In the lab, researchers have created adaptable, synthetic "cyborg" cells via a challenging chemical technique. While they lack the capacity to divide and expand, they yet resemble live cells in many ways.

The non-replication component is crucial. Artificial cells must be carefully managed in order to be helpful, and if they reproduce similarly to real cells, it will be more difficult to do so.

The scientists who developed this new technology believe that cyborgs might be used for a wide range of purposes, such as bettering cancer treatments and cleaning up pollutants using precise chemical reactions.

According to biomedical engineer Cheemeng Tan of the University of California, Davis, "the cyborg cells are programmable, do not divide, keep basic biological processes, and obtain nonnative skills."

Currently, cell engineering relies on two main methods: genetically modifying existing cells to give them new functions (more adaptable but also able to reproduce), and creating synthetic cells from start (which cannot multiply but have limited biological activities).

These third, novel tactic has produced these cyborg cells. The scientists built their structure using bacterial cells as a base and then added components from a synthetic polymer. When the polymer was within the cell, UV light was used to cross-link it into a hydrogel matrix that resembled a natural extracellular matrix.

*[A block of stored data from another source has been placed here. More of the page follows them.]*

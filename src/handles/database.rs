use std::ffi::CString;
use std::path::Path;
use std::ptr;
use std::sync::Arc;

use tracing::debug;

use super::Tenant;
use super::TenantInner;
use super::Transaction;
use super::TransactionParent;
use super::TransactionSource;
use crate::encode_option;
use crate::errors::check;
use crate::ffi_len;
use crate::BridgeContext;
use crate::Error;
use crate::FDBDatabase;
use crate::NativeHandle;
use crate::OptionScope;
use crate::OptionValue;
use crate::OutSlot;
use crate::Result;

pub(crate) struct DatabaseInner {
    pub(crate) ctx: BridgeContext,
    pub(crate) handle: NativeHandle,
}

impl Drop for DatabaseInner {
    fn drop(&mut self) {
        // SAFETY: every tenant and transaction holds an Arc to this value, so
        // none of them is still alive.
        unsafe { self.ctx.api.database_destroy(self.handle.as_ptr()) };
        debug!(handle = %self.handle, "database destroyed");
    }
}

/// Database connection. Cheap to clone; destroyed with the last clone and
/// only after every tenant and transaction created from it.
#[derive(Clone)]
pub struct Database {
    pub(crate) inner: Arc<DatabaseInner>,
}

impl Database {
    /// Connects through `cluster_file`, or the default cluster file when `None`.
    pub fn create(
        ctx: BridgeContext,
        cluster_file: Option<&Path>,
    ) -> Result<Self> {
        let path = match cluster_file {
            Some(p) => {
                let s = p
                    .to_str()
                    .ok_or_else(|| Error::InvalidArgument(format!("cluster file path is not UTF-8: {}", p.display())))?;
                Some(CString::new(s).map_err(|_| Error::InvalidArgument("cluster file path contains NUL".to_string()))?)
            }
            None => None,
        };

        let mut slot = OutSlot::<FDBDatabase>::new();
        // SAFETY: the path outlives the call; the slot is a valid out pointer.
        let code = unsafe {
            ctx.api
                .create_database(path.as_ref().map_or(ptr::null(), |c| c.as_ptr()), slot.as_out())
        };
        check(ctx.api.as_ref(), code)?;
        let handle = slot.into_handle("create_database")?;

        debug!(%handle, cluster_file = ?cluster_file, "database created");
        Ok(Database {
            inner: Arc::new(DatabaseInner { ctx, handle }),
        })
    }

    pub fn handle(&self) -> NativeHandle {
        self.inner.handle
    }

    /// Opens a named tenant. The tenant keeps this database alive.
    pub fn open_tenant(
        &self,
        name: &[u8],
    ) -> Result<Tenant> {
        let api = self.inner.ctx.api.as_ref();
        let mut slot = OutSlot::new();
        // SAFETY: the database is live and the name buffer outlives the call.
        let code = unsafe { api.database_open_tenant(self.inner.handle.as_ptr(), name.as_ptr(), ffi_len(name)?, slot.as_out()) };
        check(api, code)?;
        let handle = slot.into_handle("database_open_tenant")?;

        debug!(%handle, tenant = %String::from_utf8_lossy(name), "tenant opened");
        Ok(Tenant {
            inner: Arc::new(TenantInner {
                db: self.inner.clone(),
                handle,
                name: bytes::Bytes::copy_from_slice(name),
            }),
        })
    }

    pub fn create_transaction(&self) -> Result<Transaction> {
        let api = self.inner.ctx.api.as_ref();
        let mut slot = OutSlot::new();
        // SAFETY: the database is live; the slot is a valid out pointer.
        let code = unsafe { api.database_create_transaction(self.inner.handle.as_ptr(), slot.as_out()) };
        check(api, code)?;
        let handle = slot.into_handle("database_create_transaction")?;
        Ok(Transaction::new(TransactionParent::Database(self.inner.clone()), handle))
    }

    /// Sets a database-scoped option.
    pub fn set_option(
        &self,
        name: &str,
        value: impl Into<OptionValue>,
    ) -> Result<()> {
        let ctx = &self.inner.ctx;
        let encoded = encode_option(ctx.options.as_ref(), OptionScope::Database, name, &value.into())?;
        // SAFETY: the database is live and the buffer outlives the call.
        let code = unsafe {
            ctx.api
                .database_set_option(self.inner.handle.as_ptr(), encoded.id, encoded.as_ptr(), encoded.len()?)
        };
        check(ctx.api.as_ref(), code)?;
        debug!(option = name, "database option set");
        Ok(())
    }
}

impl TransactionSource for Database {
    fn create_transaction(&self) -> Result<Transaction> {
        Database::create_transaction(self)
    }
}
//! Change notifications for one key
//!
//! [`WatchStream`] is a pull-based sequence: only one native watch is
//! outstanding per stream, and iteration ends when the caller disposes it.

mod watch_stream;

pub use watch_stream::*;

These cyborg cells demonstrated greater resistance to stresses like high pH and antibiotic treatment - stressors that would kill off regular cells - while still being able to maintain a large portion of their usual biological functions. They're tough, just like real cyborgs.

In their recently published work, the researchers state that "Cyborg cells sustain critical activities, including cellular metabolism, motility, protein synthesis, and compatibility with genetic circuits."

The ability of the newly developed cells to invade cancer cells was demonstrated in laboratory experiments on tissue samples, highlighting the potential of these modified biological building blocks for health treatments in the future — they might one day be used to deliver drugs to incredibly precise parts of the body.

Even if these preliminary results are encouraging, that's still a ways off. According to the researchers, they now intend to experiment with the creation of these cells using other materials and look into their applications.

Additionally, it needs to be discovered precisely what is preventing the cells from multiplying. According to the authors, the hydrogel matrix may prevent cell division by preventing DNA replication, cell expansion, or both.

The researchers refer to this condition as "quasi viva" or "nearly life" since it combines the greatest aspects of the natural and artificial worlds in certain respects, creating new possibilities.

Since cyborg cells are cell-derived biomaterials that are neither cells nor materials, Tan notes, "We are interested in the bioethics of utilizing them."